Are you Catholic?
Jewish?
I’m neither.
Do you find it interesting how the mind draws all sorts of conclusions at the mention of a label?
Catholic conjures childhood Saturday afternoons when my neighborhood friends popped into their church at the end of mass to collect a bulletin—so that they’d have proof of attendance for their parents.
Ironic? Church cheating?
Catholic means kneelers attached to pews, a truncated Lord’s Prayer (compared to my Lutheran version), shaking hands to offer peace, and….church….on Saturday?
For most of my life, Jewish wasn’t on my radar screen. If there were Jews in my small town, I didn’t know it.
Jewish and Holocaust walk hand in hand.
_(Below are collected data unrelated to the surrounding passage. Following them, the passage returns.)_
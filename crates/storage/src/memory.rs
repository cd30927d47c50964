//! In-memory storage, used for tests and throwaway sessions.

use std::collections::BTreeMap;
use async_trait::async_trait;
use tokio::sync::Mutex;
use super::trait_::check_key;
use super::{KeyValueStore, Result, StorageError};

#[derive(Debug, Default)]
struct Inner {
    values: BTreeMap<String, String>,
    revisions: BTreeMap<String, u64>,
}

/// Key-value store backed by a map.
#[derive(Debug, Default)]
pub struct MemoryStore {
    inner: Mutex<Inner>,
    quota: Option<u64>,
}

impl MemoryStore {
    /// Create an empty store.
    pub fn new() -> Self {
        Self::default()
    }

    /// Limit the total size of stored keys and values, in bytes.
    pub fn with_quota(mut self, bytes: u64) -> Self {
        self.quota = Some(bytes);
        self
    }
}

#[async_trait]
impl KeyValueStore for MemoryStore {
    async fn get(&self, key: &str) -> Result<Option<String>> {
        check_key(key)?;
        Ok(self.inner.lock().await.values.get(key).cloned())
    }

    async fn set(&self, key: &str, value: &str) -> Result<()> {
        check_key(key)?;
        let mut inner = self.inner.lock().await;

        if let Some(limit) = self.quota {
            let used: usize = inner
                .values
                .iter()
                .filter(|(k, _)| k.as_str() != key)
                .map(|(k, v)| k.len() + v.len())
                .sum();
            let size = (used + key.len() + value.len()) as u64;
            if size > limit {
                return Err(StorageError::QuotaExceeded { key: key.to_string(), size, limit });
            }
        }

        inner.values.insert(key.to_string(), value.to_string());
        *inner.revisions.entry(key.to_string()).or_insert(0) += 1;
        Ok(())
    }

    async fn remove(&self, key: &str) -> Result<()> {
        check_key(key)?;
        let mut inner = self.inner.lock().await;
        inner.values.remove(key);
        inner.revisions.remove(key);
        Ok(())
    }

    async fn keys(&self) -> Result<Vec<String>> {
        Ok(self.inner.lock().await.values.keys().cloned().collect())
    }

    async fn clear(&self) -> Result<()> {
        let mut inner = self.inner.lock().await;
        inner.values.clear();
        inner.revisions.clear();
        Ok(())
    }

    async fn revision(&self, key: &str) -> Result<u64> {
        check_key(key)?;
        Ok(self.inner.lock().await.revisions.get(key).copied().unwrap_or(0))
    }
}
I’ve watched Schindler’s List, visited the museum in Washington DC three times, read Anne Frank’s diary, and The Book Thief.
There’s Israel, and the Holy Lands—little hats and beards. Bar and bat mitzvahs.
The internet and writing have given me the gift of many Jewish friends.
I’m embarrassed to admit that despite repeated descriptions of holidays and traditions, I can’t keep them straight in my head.
It’s truly hard to remember things when you haven’t felt them.
What’s knowledge without belief?
So there was this Orthodox Jew named Martin Buber who believed God was found in our relationships with one another. When we treat relationship as dialogue,
You, Me, and God makes three?
Finding God takes work—to first notice, and then set aside, all of the label pictures we have in our minds. To open.
If I treat you as an It, delivering a monologue, God doesn’t join us.
I like Buber’s philosophy.
Many of my favorite stories share the power of two disparate bodies building life together through I/Thou—Me/You conversations.
Let’s see…Hoke and Miss Daisy, Nathaniel and Steve, Charles and Edward, and my most recent find, Benedict and Francis—The Two Popes.
The Netflix movie is based on anchoring events, and colored in with a whole lot of imagination.
Kind of like our own lives?
Jorge Mario Bergoglio wrote a letter to Pope Benedict requesting retirement from his Argentinian Cardinal position. Bergoglio was conflicted about the direction of the church. Benedict summoned Bergoglio to the Vatican. The film portrays two men who see the world through very different glasses. When God joined them, a new world opened to view.
When is the last time you invited God into your conversations?
Can you silence your inner voice so that you can hear?